- _Exercise_
Copy each line of the records below that has "Formatter" in it.

- _Supplied material_

--

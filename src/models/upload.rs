//! Values exchanged with the upload orchestrator.

use crate::store::ByteStream;
use serde::{Deserialize, Serialize};
use std::fmt;
use uuid::Uuid;

/// One file of a group upload. Consumed exactly once.
pub struct UploadTask {
    pub owner_id: Uuid,
    pub group_id: Uuid,
    pub file_id: Uuid,
    pub body: ByteStream,
    pub content_type: String,
    pub file_name: String,
    /// Body length when known up front; without it progress jumps 0 → 100.
    pub content_length: Option<u64>,
}

impl fmt::Debug for UploadTask {
    fn fmt(&self, f: &mut fmt::Formatter<'_>) -> fmt::Result {
        f.debug_struct("UploadTask")
            .field("owner_id", &self.owner_id)
            .field("group_id", &self.group_id)
            .field("file_id", &self.file_id)
            .field("content_type", &self.content_type)
            .field("file_name", &self.file_name)
            .field("content_length", &self.content_length)
            .finish_non_exhaustive()
    }
}

/// Result of a successful group upload.
///
/// `file_ids` are listed in the order the uploads finished, not the order
/// they were submitted in.
#[derive(Serialize, Deserialize, Clone, Debug, PartialEq, Eq)]
#[serde(rename_all = "camelCase")]
pub struct UploadedFileGroup {
    pub group_id: Uuid,
    pub file_ids: Vec<Uuid>,
}
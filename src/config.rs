use anyhow::{Context, Result, bail};
use clap::{Parser, ValueEnum};
use std::{env, str::FromStr, time::Duration};

const ENV_PREFIX: &str = "FILE_HUB_";

/// Where file bytes are kept.
#[derive(Debug, Clone, Copy, PartialEq, Eq, ValueEnum)]
pub enum StoreBackend {
    /// SQLite metadata plus payloads under `storage_dir`.
    Local,
    /// Any S3-compatible endpoint.
    S3,
    /// Process memory; nothing survives a restart.
    Memory,
}

/// Centralized application configuration.
/// Combines `FILE_HUB_*` environment variables and CLI arguments; arguments win.
#[derive(Clone)]
pub struct AppConfig {
    pub host: String,
    pub port: u16,
    pub backend: StoreBackend,
    pub bucket: String,
    pub storage_dir: String,
    pub database_url: String,
    pub public_url: String,
    pub signing_secret: Option<String>,
    pub s3_endpoint: Option<String>,
    pub s3_region: String,
    pub s3_access_key: Option<String>,
    pub s3_secret_key: Option<String>,
    pub share_expiry: Duration,
    pub upload_limit: usize,
}

/// Command-line + environment configuration.
#[derive(Parser, Debug, Default)]
#[command(author, version, about = "File hub: grouped uploads over an object store")]
pub struct Args {
    /// Host to bind to (overrides FILE_HUB_HOST)
    #[arg(long)]
    pub host: Option<String>,

    /// Port to bind to (overrides FILE_HUB_PORT)
    #[arg(long)]
    pub port: Option<u16>,

    /// Object store backend (overrides FILE_HUB_BACKEND)
    #[arg(long, value_enum)]
    pub backend: Option<StoreBackend>,

    /// Bucket holding every file (overrides FILE_HUB_BUCKET)
    #[arg(long)]
    pub bucket: Option<String>,

    /// Directory for local payloads (overrides FILE_HUB_STORAGE_DIR)
    #[arg(long)]
    pub storage_dir: Option<String>,

    /// SQLite URL for the local backend (overrides FILE_HUB_DATABASE_URL)
    #[arg(long)]
    pub database_url: Option<String>,

    /// Base URL put into local pre-signed links (overrides FILE_HUB_PUBLIC_URL)
    #[arg(long)]
    pub public_url: Option<String>,

    /// S3 endpoint, e.g. a MinIO URL (overrides FILE_HUB_S3_ENDPOINT)
    #[arg(long)]
    pub s3_endpoint: Option<String>,

    /// S3 region (overrides FILE_HUB_S3_REGION)
    #[arg(long)]
    pub s3_region: Option<String>,

    /// Lifetime of shared links in seconds (overrides FILE_HUB_SHARE_EXPIRY_SECS)
    #[arg(long)]
    pub share_expiry_secs: Option<u64>,

    /// Maximum multipart upload body in bytes (overrides FILE_HUB_UPLOAD_LIMIT)
    #[arg(long)]
    pub upload_limit: Option<usize>,

    /// Run migrations and exit
    #[arg(long)]
    pub migrate: bool,
}

impl AppConfig {
    /// Parse environment variables + CLI args into AppConfig and migrate flag.
    pub fn from_env_and_args() -> Result<(Self, bool)> {
        Self::resolve(Args::parse(), |name| env::var(name).ok())
    }

    /// Merge `args` over the variables visible through `lookup`.
    ///
    /// Secrets (signing secret, S3 keys) are only read from the environment.
    pub fn resolve(args: Args, lookup: impl Fn(&str) -> Option<String>) -> Result<(Self, bool)> {
        let var = |name: &str| lookup(&format!("{ENV_PREFIX}{name}"));

        let host = args
            .host
            .or_else(|| var("HOST"))
            .unwrap_or_else(|| "0.0.0.0".into());
        let port = match args.port {
            Some(port) => port,
            None => parse_var(&var, "PORT")?.unwrap_or(3000),
        };
        let backend = match args.backend {
            Some(backend) => backend,
            None => match var("BACKEND") {
                Some(value) => StoreBackend::from_str(&value, true)
                    .map_err(|err| anyhow::anyhow!(err))
                    .with_context(|| format!("parsing {ENV_PREFIX}BACKEND value `{value}`"))?,
                None => StoreBackend::Local,
            },
        };
        let share_expiry_secs = match args.share_expiry_secs {
            Some(secs) => secs,
            None => parse_var(&var, "SHARE_EXPIRY_SECS")?.unwrap_or(60),
        };
        if share_expiry_secs == 0 {
            bail!("share expiry must be at least one second");
        }
        let upload_limit = match args.upload_limit {
            Some(limit) => limit,
            None => parse_var(&var, "UPLOAD_LIMIT")?.unwrap_or(1024 * 1024 * 1024),
        };

        let public_url = args
            .public_url
            .or_else(|| var("PUBLIC_URL"))
            .unwrap_or_else(|| format!("http://127.0.0.1:{port}"));

        let cfg = Self {
            host,
            port,
            backend,
            bucket: args
                .bucket
                .or_else(|| var("BUCKET"))
                .unwrap_or_else(|| crate::services::DEFAULT_BUCKET.into()),
            storage_dir: args
                .storage_dir
                .or_else(|| var("STORAGE_DIR"))
                .unwrap_or_else(|| "./data/objects".into()),
            database_url: args
                .database_url
                .or_else(|| var("DATABASE_URL"))
                .unwrap_or_else(|| "sqlite://./data/meta/file_hub.db".into()),
            public_url,
            signing_secret: var("SIGNING_SECRET"),
            s3_endpoint: args.s3_endpoint.or_else(|| var("S3_ENDPOINT")),
            s3_region: args
                .s3_region
                .or_else(|| var("S3_REGION"))
                .unwrap_or_else(|| "us-east-1".into()),
            s3_access_key: var("S3_ACCESS_KEY"),
            s3_secret_key: var("S3_SECRET_KEY"),
            share_expiry: Duration::from_secs(share_expiry_secs),
            upload_limit,
        };

        Ok((cfg, args.migrate))
    }

    pub fn addr(&self) -> String {
        format!("{}:{}", self.host, self.port)
    }
}

fn parse_var<T>(var: &impl Fn(&str) -> Option<String>, name: &str) -> Result<Option<T>>
where
    T: FromStr,
    T::Err: std::error::Error + Send + Sync + 'static,
{
    var(name)
        .map(|value| {
            value
                .parse::<T>()
                .with_context(|| format!("parsing {ENV_PREFIX}{name} value `{value}`"))
        })
        .transpose()
}

impl std::fmt::Debug for AppConfig {
    fn fmt(&self, f: &mut std::fmt::Formatter<'_>) -> std::fmt::Result {
        f.debug_struct("AppConfig")
            .field("host", &self.host)
            .field("port", &self.port)
            .field("backend", &self.backend)
            .field("bucket", &self.bucket)
            .field("storage_dir", &self.storage_dir)
            .field("database_url", &self.database_url)
            .field("public_url", &self.public_url)
            .field("s3_endpoint", &self.s3_endpoint)
            .field("s3_region", &self.s3_region)
            .field("share_expiry", &self.share_expiry)
            .field("upload_limit", &self.upload_limit)
            .finish_non_exhaustive()
    }
}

--

- _Written solution_
    fn fmt(&self, f: &mut fmt::Formatter<'_>) -> fmt::Result {
    fn fmt(&self, f: &mut std::fmt::Formatter<'_>) -> std::fmt::Result {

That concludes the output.